Thailand’s PTT Exploration & Production (PTTEP) will deepen its ties with Malaysia’s state-owned Petronas to develop offshore acreage claimed by both Kuala Lumpur and Bangkok.
PTTEP’s COO, Phongsathorn Thavisin, was quoted by the Bangkok Post on June 1 as saying negotiations on a renewed pact would be finished before the end of the year.
The pair currently co-operate in disputed waters of the Malay Basin, managing Blocks B-17, C-19, and B-17-01, as part of the Carigali PTTEP Operating Co. (CPOC) joint venture.
Blocks B-17 and C-19 contain the Muda, Jengka, Tapi and Amarit fields, and produced roughly 700 bcf (19.8 bcm) of sales gas plus 17 million barrels of condensate in 2010-15.
Thavisin argued further co-operation would allow PTTEP to use the experience it gained from operating Thailand’s Bongkot block in the Malay Basin fields. Bongkot, which comprises several compartmentalised gas reservoirs, accounts for roughly 25% of PTTEP’s sales.
Phongsathorn added that the new venture with Petronas could slash development costs by refining the so-called Gulf of Thailand Business Model (GoTM) used by PTT at Bongkot.
The GoTM supposedly helped daily output from Bongkot soar from 150 mmcf (4.25 mcm) in 1992 to 1 bcf (28.32 mcm) at present, the Bangkok Post said, but Phongsathorn did not disclose how the model works in practice.
The Malaysia-Thailand Joint Area (MTJA) was formed in 1990 and covers 7,250 km of overlap between the Thai and Malaysian maritime claims.
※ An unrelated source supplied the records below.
/// Plugin lifecycle state
#[derive(Debug, Clone, Copy, PartialEq, Eq, Hash, Serialize, Deserialize)]
#[serde(rename_all = "snake_case")]
pub enum PluginState {
    /// Not loaded
    Unloaded,
    /// Module is being loaded
    Loading,
    /// Module loaded, plugin not initialized
    Loaded,
    /// `initialize` in progress
    Initializing,
    /// Running and receiving updates
    Active,
    /// Initialized but not receiving updates
    Paused,
    /// `shutdown` called
    ShuttingDown,
    /// Module is being released
    Unloading,
    /// Unrecoverable failure; only unload or reload leave this state
    Error,
}

impl PluginState {
    /// Whether the lifecycle allows `self -> next`.
    ///
    /// A plugin that was never started may be unloaded straight from
    /// `Loaded`; it has no `shutdown` to run.
    pub fn can_transition_to(&self, next: PluginState) -> bool {
        use PluginState::*;

        matches!(
            (self, next),
            (Unloaded, Loading)
                | (Loading, Loaded)
                | (Loading, Error)
                | (Loaded, Initializing)
                | (Loaded, Unloading)
                | (Initializing, Active)
                | (Initializing, Error)
                | (Active, Paused)
                | (Active, ShuttingDown)
                | (Active, Error)
                | (Paused, Active)
                | (Paused, ShuttingDown)
                | (ShuttingDown, Unloading)
                | (Unloading, Unloaded)
                | (Error, Unloading)
        )
    }

    /// Check if the plugin is active
    pub fn is_active(&self) -> bool {
        matches!(self, PluginState::Active)
    }

    /// Check if the plugin has failed
    pub fn is_error(&self) -> bool {
        matches!(self, PluginState::Error)
    }
}

impl fmt::Display for PluginState {
    fn fmt(&self, f: &mut fmt::Formatter<'_>) -> fmt::Result {
        let s = match self {
            PluginState::Unloaded => "unloaded",
            PluginState::Loading => "loading",
            PluginState::Loaded => "loaded",
            PluginState::Initializing => "initializing",
            PluginState::Active => "active",
            PluginState::Paused => "paused",
            PluginState::ShuttingDown => "shutting_down",
            PluginState::Unloading => "unloading",
            PluginState::Error => "error",
        };
        f.write_str(s)
    }
}

#[cfg(test)]
mod tests {
    use super::*;

    fn meta(name: &str) -> PluginMetadata {
        PluginMetadata::new(name, PluginVersion::new(1, 0, 0))
    }

    #[test]
    fn test_metadata_validation() {
        assert!(meta("physics_debug-2").validate().is_ok());
        assert!(meta("bad name").validate().is_err());
        assert!(meta("").validate().is_err());

        let zero = PluginMetadata::new("zero", PluginVersion::new(0, 0, 0));
        assert!(zero.validate().is_err());

        assert!(meta("mem").with_limits(0, 10).validate().is_err());
        assert!(meta("mem").with_limits(MAX_MEMORY_LIMIT, 10).validate().is_ok());
        assert!(meta("mem").with_limits(MAX_MEMORY_LIMIT + 1, 10).validate().is_err());
        assert!(meta("cpu").with_limits(1024, 60_001).validate().is_err());

        let bad_dep = meta("a").with_dependency(PluginDependency::required(
            "b/c",
            PluginVersion::new(1, 0, 0),
        ));
        assert!(bad_dep.validate().is_err());
    }

    #[test]
    fn test_dependency_satisfaction() {
        let dep = PluginDependency::required("core", PluginVersion::new(1, 2, 0))
            .with_max_version(PluginVersion::new(1, 4, 0));

        assert!(dep.is_satisfied_by(&PluginVersion::new(1, 3, 5)));
        assert!(dep.is_satisfied_by(&PluginVersion::new(1, 4, 0)));
        assert!(!dep.is_satisfied_by(&PluginVersion::new(1, 4, 1)));
        assert!(!dep.is_satisfied_by(&PluginVersion::new(1, 1, 9)));
        assert!(!dep.is_satisfied_by(&PluginVersion::new(2, 3, 0)));
    }

    #[test]
    fn test_load_priority_from_tags() {
        assert_eq!(meta("a").load_priority(), LoadPriority::Normal);
        assert_eq!(
            meta("a").with_tag("low").with_tag("high").load_priority(),
            LoadPriority::High
        );
        assert_eq!(meta("a").with_tag("Critical").load_priority(), LoadPriority::Critical);
    }

    #[test]
    fn test_state_transitions() {
        use PluginState::*;

        assert!(Unloaded.can_transition_to(Loading));
        assert!(Active.can_transition_to(Paused));
        assert!(Paused.can_transition_to(Active));
        assert!(Active.can_transition_to(ShuttingDown));
        assert!(ShuttingDown.can_transition_to(Unloading));
        assert!(Loaded.can_transition_to(Unloading));
        assert!(Error.can_transition_to(Unloading));

        assert!(!Loaded.can_transition_to(Active));
        assert!(!Loaded.can_transition_to(ShuttingDown));
        assert!(!Unloaded.can_transition_to(Active));
        assert!(!Paused.can_transition_to(Error));
        assert!(!Error.can_transition_to(Active));
    }

    #[test]
    fn test_metadata_json_defaults() {
        let json = r#"{"name":"demo","version":"1.2.3"}"#;
        let parsed: PluginMetadata = serde_json::from_str(json).unwrap();
        assert_eq!(parsed.memory_limit, 64 * 1024 * 1024);
        assert_eq!(parsed.cpu_time_limit, 100);
        assert!(parsed.validate().is_ok());
    }
}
Oil profit share is split 50:50 between Bangkok and Kuala Lumpur, and the two governments signed a unitisation agreement in 2011 to encourage further exploration and development.
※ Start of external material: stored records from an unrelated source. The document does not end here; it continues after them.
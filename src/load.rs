//! Loading proteins into the protein database and indexing their products.

use std::io::BufRead;
use std::path::Path;

use bio::io::fasta;
use rusqlite::{params, Connection, OptionalExtension};
use tracing::{info, warn};

use crate::function::normalise_product;
use crate::parser::open_maybe_gz;
use crate::Result;

/// The fingerprint of a protein sequence: lowercase hex MD5 of the upper
/// cased sequence.
pub fn fingerprint(sequence: &str) -> String {
    format!("{:x}", md5::compute(sequence.to_uppercase()))
}

/// CDS qualifiers kept with a protein loaded from GenBank. Multiple values
/// are joined with `|`.
#[derive(Debug, Clone, Default, PartialEq, Eq)]
pub struct CdsAnnotation {
    pub db_xref: String,
    pub ec_number: String,
    pub genename: String,
    pub locus_tag: String,
    pub note: String,
    pub ribosomal_slippage: String,
    pub transl_table: String,
}

/// One annotated protein to insert.
#[derive(Debug, Clone, PartialEq, Eq)]
pub struct ProteinRecord {
    pub protein_id: String,
    pub contig: Option<String>,
    pub product: String,
    pub sequence: String,
    /// `None` for proteins read from FASTA.
    pub annotation: Option<CdsAnnotation>,
}

/// Inserts a protein and, if new, its sequence. Returns the protein row id.
pub fn insert_protein(conn: &Connection, record: &ProteinRecord) -> Result<i64> {
    let sequence = record.sequence.to_uppercase();
    let md5 = fingerprint(&sequence);

    let known: Option<i64> = conn
        .query_row(
            "SELECT protein_sequence_rowid FROM protein_sequence WHERE protein_md5sum = ?1",
            [&md5],
            |row| row.get(0),
        )
        .optional()?;
    if known.is_none() {
        conn.execute(
            "INSERT INTO protein_sequence (protein_md5sum, protein_sequence) VALUES (?1, ?2)",
            params![md5, sequence],
        )?;
    }

    let annotation = record.annotation.as_ref();
    conn.execute(
        "INSERT INTO protein (protein_id, contig, product, protein_md5sum, length, db_xref, \
         EC_number, genename, locus_tag, note, ribosomal_slippage, transl_table) \
         VALUES (?1, ?2, ?3, ?4, ?5, ?6, ?7, ?8, ?9, ?10, ?11, ?12)",
        params![
            record.protein_id,
            record.contig,
            record.product,
            md5,
            sequence.chars().count() as i64,
            annotation.map(|a| a.db_xref.as_str()),
            annotation.map(|a| a.ec_number.as_str()),
            annotation.map(|a| a.genename.as_str()),
            annotation.map(|a| a.locus_tag.as_str()),
            annotation.map(|a| a.note.as_str()),
            annotation.map(|a| a.ribosomal_slippage.as_str()),
            annotation.map(|a| a.transl_table.as_str()),
        ],
    )?;
    Ok(conn.last_insert_rowid())
}

/// Counters for one FASTA load.
#[derive(Debug, Default, PartialEq, Eq)]
pub struct LoadSummary {
    pub proteins: usize,
    pub skipped: usize,
}

/// Loads every record of a protein FASTA file. The description becomes the
/// product; records without a sequence are skipped.
pub fn load_fasta<P: AsRef<Path>>(path: P, conn: &mut Connection) -> Result<LoadSummary> {
    let path = path.as_ref();
    info!("Parsing {}", path.display());
    let contig = path
        .file_stem()
        .map(|stem| stem.to_string_lossy().trim_end_matches(".fasta").to_string());
    load_fasta_reader(open_maybe_gz(path)?, contig, conn)
}

/// As [`load_fasta`], from an open reader.
pub fn load_fasta_reader<R: BufRead>(
    reader: R,
    contig: Option<String>,
    conn: &mut Connection,
) -> Result<LoadSummary> {
    let mut summary = LoadSummary::default();
    let tx = conn.transaction()?;
    for record in fasta::Reader::from_bufread(reader).records() {
        let record = record?;
        if record.seq().is_empty() {
            warn!("SKIPPED: No translation for {}", record.id());
            summary.skipped += 1;
            continue;
        }
        let protein = ProteinRecord {
            protein_id: record.id().to_string(),
            contig: contig.clone(),
            product: normalise_product(record.desc().unwrap_or_default()),
            sequence: String::from_utf8_lossy(record.seq()).into_owned(),
            annotation: None,
        };
        insert_protein(&tx, &protein)?;
        summary.proteins += 1;
    }
    tx.commit()?;
    info!("Loaded {} proteins", summary.proteins);
    Ok(summary)
}

/// (Re)builds the full text index over protein products.
pub fn create_full_text_search(conn: &Connection) -> Result<()> {
    info!("Adding full text search capabilities");
    conn.execute_batch(
        "CREATE VIRTUAL TABLE IF NOT EXISTS protein_fts USING fts5(protein_rowid, product);
         DELETE FROM protein_fts;
         INSERT INTO protein_fts SELECT protein_rowid, product FROM protein;",
    )?;
    Ok(())
}

/// The number of proteins whose product contains `word`.
pub fn lookup_word(conn: &Connection, word: &str) -> Result<usize> {
    // quote the word so punctuation is not read as query syntax
    let query = format!("\"{}\"", word.replace('"', "\"\""));
    let count: i64 = conn.query_row(
        "SELECT count(1) FROM protein_fts WHERE product MATCH ?1",
        [query],
        |row| row.get(0),
    )?;
    Ok(count as usize)
}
By 2012, 8.5 tcf (28.32 bcm) of proven and probable (2P) gas resources had reportedly been identified within the MTJA.
Other fields producing within the overlap include those in shallow-water Block A-18, which yielded around 2.6 tcf (73.63 bcm) of sales gas plus 25 million barrels of condensate during 2005-15. A-18 is run by a joint venture between Hess Oil’s Thai unit and Petronas’ PC JDA subsidiary with 50% interest each, according to the MTJA website.
Most to gain
While both PTTEP and Petronas are battling production declines domestically, it is the former that arguably stands to gain the most from identifying fresh gas resources in the MTJA.
Thailand’s gas reserves, including the MTJA, shrank from 12.7 tcf (359.66 bcm) in 2000 to 7.3 tcf (206.74 bcm) in 2015, according to the Department of Mineral Fuels (DNF).
The situation is unhelpful as Thailand relies heavily on gas in its power generation sector and must contend with a national energy demand that is forecast to rise 65.5% to 326,199 GWh in 2016-36.
By contrast, it was the development of marginal Malaysian oil deposits which slowed with the industry depression.
According to the BP Statistical Guide of World Energy, Malaysian crude reserves slipped from 5.3 billion barrels in 2005, to 3.6 billion barrels by December 2015.
Petronas expected crude yields to average 648,000 bpd in 2016, Reuters reported in December 2016, down 14,000 bpd from the 662,000 bpd recorded a year earlier.
The picture is rosier for Malaysian 2P gas reserve, which recovered by an annual 9.1% to hit 7.2 billion boe by the start of 2015, according to Petronas.
This followed the discovery of several deposits offshore Sarawak, before Petronas launched Malaysia’s first floating LNG (FLNG) plant in November 2016.